If you have trouble balancing your check register, processing all debit card transactions as "debits" will help you avoid NSF fees.
When you choose to process your transaction as a "credit", it will automatically be approved. The merchant will then place a hold on your checking account for the amount of the transaction.
When the hold is placed, how long it is held, and when it is released is at the merchant's discretion; not the financial institutions. In some cases, the hold may drop off your account before the transaction actually clears. This means, the transaction is neither pending nor paid. It is temporarily "missing" from your account.
When this occurs, your available balance will be temporarily inflated. The only way to truly know your available balance (at a given time) is to ensure all of your transactions are accounted for either as 'pending' or cleared. Within online or mobile banking, cleared transactions will show in your checking account history. Your most recent transactions will be at the top of the page.
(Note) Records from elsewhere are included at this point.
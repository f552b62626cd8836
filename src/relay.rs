//! Rendezvous relay contracts.
//!
//! A relay lets two devices that cannot reach each other meet: the listening
//! side receives [`Invitation`]s announcing who wants to connect, the dialing
//! side asks the relay for an invitation to a given device, and both sides
//! then join the session to get a raw byte stream.

use async_trait::async_trait;
use bytes::Bytes;
use std::fmt;
use tokio::net::TcpStream;
use tokio::sync::broadcast;

use crate::error::Result;
use crate::identity::DeviceId;
use crate::tls::CertKeyPair;

/// A relay-issued token for one session.
#[derive(Debug, Clone, PartialEq, Eq)]
pub struct Invitation {
    /// Device id of the party on the other end, as claimed by the relay.
    pub from: Bytes,
    /// Session key understood by the relay.
    pub key: Bytes,
    /// Where to join the session.
    pub address: String,
    /// Whether this side accepts (rather than dials) the session.
    pub server_socket: bool,
}

impl fmt::Display for Invitation {
    fn fmt(&self, f: &mut fmt::Formatter<'_>) -> fmt::Result {
        match DeviceId::from_bytes(&self.from) {
            Ok(id) => write!(f, "{}@{}", id, self.address),
            Err(_) => write!(f, "<invalid id>@{}", self.address),
        }
    }
}

/// Turns an invitation into a raw stream to the other party.
#[async_trait]
pub trait SessionJoiner: Send + Sync {
    async fn join_session(&self, invitation: &Invitation) -> Result<TcpStream>;
}

/// Dialing side of a relay.
#[async_trait]
pub trait Relay: SessionJoiner {
    /// Asks the relay at `relay_uri` for a session with `target`.
    async fn get_invitation(
        &self,
        relay_uri: &str,
        target: &DeviceId,
        own: &CertKeyPair,
    ) -> Result<Invitation>;
}

/// Listening side of a relay.
#[async_trait]
pub trait RelayListener: SessionJoiner {
    /// Maintains the relay connection until `shutdown` fires.
    async fn serve(&self, shutdown: broadcast::Receiver<()>) -> Result<()>;

    /// Next inbound invitation, or `None` once the listener has stopped.
    async fn next_invitation(&self) -> Option<Invitation>;

    /// Externally reachable relay address, once established.
    fn uri(&self) -> Option<String>;
}
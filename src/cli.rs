//! CLI definitions for tunnelthing.

use clap::{builder::PossibleValuesParser, Parser, Subcommand};
use std::path::PathBuf;
use std::time::Duration;

use crate::common::DEFAULT_RELAY_LISTEN;
use crate::tls::{CERT_FILENAME, DEFAULT_CERT_NAME, KEY_FILENAME};

/// Parse a duration from a human-readable string.
fn parse_duration(s: &str) -> Result<Duration, humantime::DurationError> {
    humantime::parse_duration(s)
}

/// Authenticated TLS tunnels between devices, rendezvoused through a relay.
#[derive(Debug, Parser)]
#[command(name = "tunnelthing")]
#[command(version, about, long_about = None)]
pub struct Cli {
    /// Log level (debug|info|warn|error)
    #[arg(long, global = true, default_value = "info", value_parser = PossibleValuesParser::new(["debug", "info", "warn", "error"]))]
    pub log_level: String,

    #[command(subcommand)]
    pub command: Command,
}

#[derive(Debug, Subcommand)]
pub enum Command {
    /// Accept tunnels and bridge proxied connections to a local service
    Listen(ListenArgs),

    /// Connect to a device and ping it until interrupted
    Ping(PingArgs),

    /// Connect to a device, enter proxy mode and pass the socket to a descriptor
    Connect(ConnectArgs),

    /// Generate a certificate and key
    Gencert(GencertArgs),

    /// Print the device id of a certificate
    Id(IdArgs),

    /// Show version information
    Version,
}

/// Arguments for the listen subcommand.
#[derive(Debug, Parser)]
pub struct ListenArgs {
    /// Network of the local service (tcp, tcp4, tcp6, unix)
    pub network: String,

    /// Address of the local service (e.g., 127.0.0.1:22)
    pub address: String,

    /// Certificate file path
    #[arg(long, default_value = CERT_FILENAME)]
    pub cert: PathBuf,

    /// Private key file path
    #[arg(long, default_value = KEY_FILENAME)]
    pub key: PathBuf,

    /// Relay listen address
    #[arg(long, default_value = DEFAULT_RELAY_LISTEN)]
    pub relay_listen: String,

    /// host:port announced to peers instead of the bound address
    #[arg(long)]
    pub advertise: Option<String>,

    /// Interval between discovery announcements
    #[arg(long, value_parser = parse_duration, default_value = "30s")]
    pub announce_interval: Duration,
}

/// Arguments for the ping subcommand.
#[derive(Debug, Parser)]
pub struct PingArgs {
    /// Device id of the listener
    pub device_id: String,

    /// Relay URI of the listener (e.g., tcp://host:22067)
    #[arg(long)]
    pub peer_address: String,

    /// Interval between pings
    #[arg(long, value_parser = parse_duration, default_value = "1500ms")]
    pub interval: Duration,
}

/// Arguments for the connect subcommand.
#[derive(Debug, Parser)]
pub struct ConnectArgs {
    /// Device id of the listener
    pub device_id: String,

    /// Relay URI of the listener (e.g., tcp://host:22067)
    #[arg(long)]
    pub peer_address: String,

    /// Unix socket descriptor the tunnel socket is passed over
    #[arg(long, default_value_t = 1)]
    pub fd: i32,
}

/// Arguments for the gencert subcommand.
#[derive(Debug, Parser)]
pub struct GencertArgs {
    /// Certificate file path
    #[arg(long, default_value = CERT_FILENAME)]
    pub cert: PathBuf,

    /// Private key file path
    #[arg(long, default_value = KEY_FILENAME)]
    pub key: PathBuf,

    /// Certificate common name
    #[arg(long, default_value = DEFAULT_CERT_NAME)]
    pub name: String,
}

/// Arguments for the id subcommand.
#[derive(Debug, Parser)]
pub struct IdArgs {
    /// Certificate file path
    #[arg(long, default_value = CERT_FILENAME)]
    pub cert: PathBuf,
}

/// Build information for version command.
pub struct BuildInfo {
    pub version: &'static str,
    pub commit: &'static str,
    pub built: &'static str,
}

impl BuildInfo {
    /// Returns build information from environment variables or defaults.
    pub fn get() -> Self {
        Self {
            version: option_env!("CARGO_PKG_VERSION").unwrap_or("unknown"),
            commit: option_env!("TUNNELTHING_COMMIT").unwrap_or("unknown"),
            built: option_env!("TUNNELTHING_BUILD_DATE").unwrap_or("unknown"),
        }
    }

    /// Format version output.
    pub fn format(&self) -> String {
        format!(
            "tunnelthing version {}\n  commit: {}\n  built:  {}",
            self.version, self.commit, self.built
        )
    }
}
Unfortunately, if you are basing your spending decisions solely off the "available balance" shown within online or mobile banking - you could be misinformed.
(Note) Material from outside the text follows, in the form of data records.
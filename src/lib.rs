//! storefront-api
//!
//! Storefront backend: catalog reads, saved cart snapshots, two checkout
//! paths (cash-on-delivery and provider-hosted payment sessions) converging
//! on one order representation, and lazy delivery-status promotion at listing
//! time.
#![forbid(unsafe_code)]
#![deny(rust_2018_idioms)]
#![allow(elided_lifetimes_in_paths)]
#![warn(clippy::all, clippy::perf, clippy::dbg_macro)]

pub mod auth;
pub mod config;
pub mod db;
pub mod entities;
pub mod errors;
pub mod events;
pub mod handlers;
pub mod openapi;
pub mod services;

use axum::{extract::State, response::Json, routing::get, Router};
use sea_orm::DatabaseConnection;
use serde::{Deserialize, Serialize};
use serde_json::{json, Value};
use std::sync::Arc;
use utoipa::ToSchema;

use crate::auth::{AuthRouterExt, AuthService};

// App state definition
#[derive(Clone)]
pub struct AppState {
    pub db: Arc<DatabaseConnection>,
    pub config: config::AppConfig,
    pub event_sender: events::EventSender,
    pub services: handlers::AppServices,
}

/// Common query parameters for list endpoints
#[derive(Debug, Deserialize, ToSchema)]
pub struct ListQuery {
    #[serde(default = "default_page")]
    pub page: u64,
    #[serde(default = "default_limit")]
    pub limit: u64,
}

fn default_page() -> u64 {
    1
}
fn default_limit() -> u64 {
    20
}

/// Success wrapper producing `{"success": true, ...payload}` — the payload's
/// fields are flattened next to the flag, matching the JSON contract the UI
/// consumes. Errors use [`errors::ErrorResponse`] instead.
#[derive(Debug, Serialize)]
pub struct ApiResponse<T: Serialize> {
    pub success: bool,
    #[serde(flatten)]
    pub data: Option<T>,
}

impl<T: Serialize> ApiResponse<T> {
    pub fn success(data: T) -> Self {
        Self {
            success: true,
            data: Some(data),
        }
    }
}

/// Full v1 API surface. Everything except catalog reads and the
/// signature-verified payment webhook sits behind the identity provider.
pub fn api_v1_routes(auth_service: Arc<AuthService>) -> Router<AppState> {
    let protected = Router::new()
        .nest("/addresses", handlers::addresses::routes())
        .nest("/cart", handlers::carts::routes())
        .nest("/orders", handlers::orders::routes())
        .nest("/checkout", handlers::checkout::routes())
        .with_auth(auth_service);

    Router::new()
        .route("/status", get(api_status))
        .route("/health", get(health_check))
        // Catalog is globally readable
        .nest("/products", handlers::products::routes())
        // Signature-verified, not principal-authenticated
        .route(
            "/payments/webhook",
            axum::routing::post(handlers::payment_webhooks::payment_webhook),
        )
        .merge(protected)
}

async fn api_status() -> Json<Value> {
    let version = env!("CARGO_PKG_VERSION");
    Json(json!({
        "success": true,
        "status": "ok",
        "version": version,
        "service": "storefront-api",
        "timestamp": chrono::Utc::now().to_rfc3339(),
    }))
}

async fn health_check(State(state): State<AppState>) -> Json<Value> {
    let db_status = match state.db.ping().await {
        Ok(_) => "healthy",
        Err(_) => "unhealthy",
    };

    Json(json!({
        "success": db_status == "healthy",
        "status": db_status,
        "checks": { "database": db_status },
        "timestamp": chrono::Utc::now().to_rfc3339(),
    }))
}
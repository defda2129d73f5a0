use crate::config::AppConfig;
use crate::errors::ServiceError;
use migrations::{Migrator, MigratorTrait};
use sea_orm::{ConnectOptions, Database, DatabaseConnection};
use std::time::Duration;
use tracing::{debug, error, info};

/// Type alias for a database connection pool
pub type DbPool = DatabaseConnection;

/// Configuration for database connection
#[derive(Debug, Clone)]
pub struct DbConfig {
    pub url: String,
    pub max_connections: u32,
    pub min_connections: u32,
    pub connect_timeout: Duration,
    pub idle_timeout: Duration,
    pub acquire_timeout: Duration,
}

impl Default for DbConfig {
    fn default() -> Self {
        Self {
            url: String::new(),
            max_connections: 10,
            min_connections: 1,
            connect_timeout: Duration::from_secs(30),
            idle_timeout: Duration::from_secs(600),
            acquire_timeout: Duration::from_secs(8),
        }
    }
}

impl From<&AppConfig> for DbConfig {
    fn from(cfg: &AppConfig) -> Self {
        Self {
            url: cfg.database_url.clone(),
            max_connections: cfg.db_max_connections,
            min_connections: cfg.db_min_connections,
            connect_timeout: Duration::from_secs(cfg.db_connect_timeout_secs),
            idle_timeout: Duration::from_secs(cfg.db_idle_timeout_secs),
            acquire_timeout: Duration::from_secs(cfg.db_acquire_timeout_secs),
        }
    }
}

/// Establishes a connection pool to the database with custom configuration
pub async fn establish_connection_with_config(config: &DbConfig) -> Result<DbPool, ServiceError> {
    debug!("Configuring database connection with: {:?}", config);

    let mut opt = ConnectOptions::new(config.url.clone());
    opt.max_connections(config.max_connections)
        .min_connections(config.min_connections)
        .connect_timeout(config.connect_timeout)
        .acquire_timeout(config.acquire_timeout)
        .idle_timeout(config.idle_timeout)
        .sqlx_logging(true);

    info!(
        "Connecting to database with max_connections={}",
        config.max_connections
    );

    let db_pool = Database::connect(opt).await.map_err(|e| {
        error!("Database connection establishment failed: {}", e);
        ServiceError::Database(e)
    })?;

    info!("Database connection pool established successfully");
    Ok(db_pool)
}

/// Establish DB pool using AppConfig tuning
pub async fn establish_connection_from_app_config(cfg: &AppConfig) -> Result<DbPool, ServiceError> {
    let db_cfg: DbConfig = cfg.into();
    establish_connection_with_config(&db_cfg).await
}

/// Runs database migrations
pub async fn run_migrations(pool: &DbPool) -> Result<(), ServiceError> {
    info!("Running database migrations");
    let start = std::time::Instant::now();

    let result = Migrator::up(pool, None).await.map_err(ServiceError::Database);

    let elapsed = start.elapsed();
    match &result {
        Ok(_) => info!("Database migrations completed successfully in {:?}", elapsed),
        Err(e) => error!("Database migrations failed after {:?}: {}", elapsed, e),
    }

    result
}

/// Checks if the database connection is active
pub async fn check_connection(pool: &DbPool) -> Result<(), ServiceError> {
    pool.ping().await.map_err(ServiceError::Database)
}
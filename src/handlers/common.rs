use axum::{
    http::StatusCode,
    response::{IntoResponse, Response},
    Json,
};
use serde::Serialize;
use validator::Validate;

use crate::errors::ServiceError;
use crate::ApiResponse;

/// Standard success response: `{"success": true, ...payload}`
pub fn success_response<T: Serialize>(payload: T) -> Response {
    (StatusCode::OK, Json(ApiResponse::success(payload))).into_response()
}

/// Standard created response
pub fn created_response<T: Serialize>(payload: T) -> Response {
    (StatusCode::CREATED, Json(ApiResponse::success(payload))).into_response()
}

/// Validate request input at the handler boundary; nothing runs on failure.
pub fn validate_input<T: Validate>(input: &T) -> Result<(), ServiceError> {
    input
        .validate()
        .map_err(|e| ServiceError::Validation(e.to_string()))
}
use sea_orm::{DatabaseConnection, EntityTrait, PaginatorTrait, QueryOrder};
use std::sync::Arc;
use tracing::instrument;
use uuid::Uuid;

use crate::entities::product::{self, Entity as Product};
use crate::errors::ServiceError;

/// Read-only view of the catalog. The storefront browses products through
/// this service; writes belong to whatever system owns the catalog.
#[derive(Clone)]
pub struct CatalogService {
    db: Arc<DatabaseConnection>,
}

pub struct ProductPage {
    pub products: Vec<product::Model>,
    pub total: u64,
    pub page: u64,
    pub limit: u64,
}

impl CatalogService {
    pub fn new(db: Arc<DatabaseConnection>) -> Self {
        Self { db }
    }

    #[instrument(skip(self))]
    pub async fn list_products(&self, page: u64, limit: u64) -> Result<ProductPage, ServiceError> {
        let paginator = Product::find()
            .order_by_desc(product::Column::CreatedAt)
            .paginate(&*self.db, limit.max(1));

        let total = paginator.num_items().await?;
        let products = paginator.fetch_page(page.saturating_sub(1)).await?;

        Ok(ProductPage {
            products,
            total,
            page,
            limit,
        })
    }

    #[instrument(skip(self), fields(product_id = %product_id))]
    pub async fn get_product(&self, product_id: Uuid) -> Result<product::Model, ServiceError> {
        Product::find_by_id(product_id)
            .one(&*self.db)
            .await?
            .ok_or_else(|| ServiceError::NotFound("Product not found".to_string()))
    }
}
Certain merchants such as gas stations and hotels will place a hold on your account that exceeds the actual transaction amount. When this happens, those funds will not be available to clear any other transactions. Again, this is at the merchant's discretion; not the financial institutions.
Online purchases made with a debit card will automatically be processed as a "credit"; there is no way of processing these payments as a "debit."
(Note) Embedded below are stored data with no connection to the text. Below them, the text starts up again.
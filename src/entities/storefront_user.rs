use chrono::{DateTime, Utc};
use sea_orm::entity::prelude::*;
use serde::{Deserialize, Serialize};

/// Per-principal row holding the saved cart snapshot. The identity provider
/// owns everything else about the user.
#[derive(Clone, Debug, PartialEq, Eq, DeriveEntityModel, Serialize, Deserialize)]
#[sea_orm(table_name = "storefront_users")]
pub struct Model {
    #[sea_orm(primary_key, auto_increment = false)]
    pub id: String,
    /// `Vec<CartLine>` as stored JSON; sanitized before every write
    #[sea_orm(column_type = "Json")]
    pub cart_items: Json,
    pub updated_at: DateTime<Utc>,
}

#[derive(Copy, Clone, Debug, EnumIter, DeriveRelation)]
pub enum Relation {}

impl ActiveModelBehavior for ActiveModel {}
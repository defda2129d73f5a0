pub mod address;
pub mod order;
pub mod product;
pub mod storefront_user;

pub use address::Entity as Address;
pub use order::Entity as Order;
pub use product::Entity as Product;
pub use storefront_user::Entity as StorefrontUser;
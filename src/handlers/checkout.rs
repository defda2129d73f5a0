use axum::{extract::State, response::IntoResponse, routing::post, Json, Router};
use serde::Serialize;
use url::Url;
use utoipa::ToSchema;

use crate::auth::AuthUser;
use crate::errors::ServiceError;
use crate::handlers::common::success_response;
use crate::services::checkout::CreateSessionInput;
use crate::AppState;

pub fn routes() -> Router<AppState> {
    Router::new().route("/session", post(create_session))
}

#[derive(Debug, Serialize, ToSchema)]
pub struct SessionPayload {
    pub session_id: String,
    /// Provider-hosted payment page to redirect the buyer to
    pub url: Url,
}

/// Start the hosted-payment path: price the cart, create a provider session,
/// and hand back the redirect URL. No order exists until the provider's
/// completion webhook is verified and reconciled.
#[utoipa::path(
    post,
    path = "/api/v1/checkout/session",
    request_body = CreateSessionInput,
    responses(
        (status = 200, description = "Hosted session created", body = SessionPayload),
        (status = 400, description = "No valid items, or missing email claim", body = crate::errors::ErrorResponse),
        (status = 401, description = "Unauthenticated", body = crate::errors::ErrorResponse),
        (status = 404, description = "Address not found", body = crate::errors::ErrorResponse),
        (status = 500, description = "Payment provider failure", body = crate::errors::ErrorResponse)
    ),
    security(("bearer_auth" = [])),
    tag = "Checkout"
)]
pub async fn create_session(
    State(state): State<AppState>,
    user: AuthUser,
    Json(payload): Json<CreateSessionInput>,
) -> Result<impl IntoResponse, ServiceError> {
    let email = user
        .email
        .as_deref()
        .ok_or_else(|| ServiceError::Validation("user email not found".to_string()))?;

    let checkout = state
        .services
        .checkout
        .create_session(&user.user_id, email, payload)
        .await?;

    Ok(success_response(SessionPayload {
        session_id: checkout.session_id,
        url: checkout.url,
    }))
}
When you set up bills to be auto-paid from your checking account, you are giving these companies permission to access your funds. This is commonly done with insurance companies, utility companies, and banks.
It is then your responsibility to manage these payments. MemberFocus has no control over when these transactions happen or the amount withdrawn.ACH payments may or may not show up as "pending" on your account prior to clearing. Being aware of these authorized payments will help you manage your checking account balance and avoid NSF fees.
To stop an ACH payment from occurring on your account, you will need to contact the company that is pulling the funds.
Keep an emergency fund in your savings account. Set aside whatever you can afford: $5, $50, or $500. Then ask MemberFocus to set this savings account up as overdraft protection (ODP) for your checking.
If an unexpected transaction occurs, your ODP will kick-in and the funds will move seamlessly from your savings to cover it. Depending on your account status, there may be a $1 or $2 overdraft transfer fee for this service. However, that's much better than a $30 NSF fee.
Note: 'Regulation D' from the U.S. Government limits the number of savings to checking transfers to six per month.
Line of credit:
Another option for overdraft protection (ODP) is to apply for a line of credit. For creditworthy members, this small loan will act as a safety net, protecting their checking against overdrafts and NSF fees.
If an unexpected transaction occurs, your ODP will kick-in and the funds will move seamlessly from your line of credit to cover it. There is no charge for this transfer of funds. You will however pay interest on the balance of your line of credit loan until it is paid off.
Line of credit loans require a loan application and credit approval.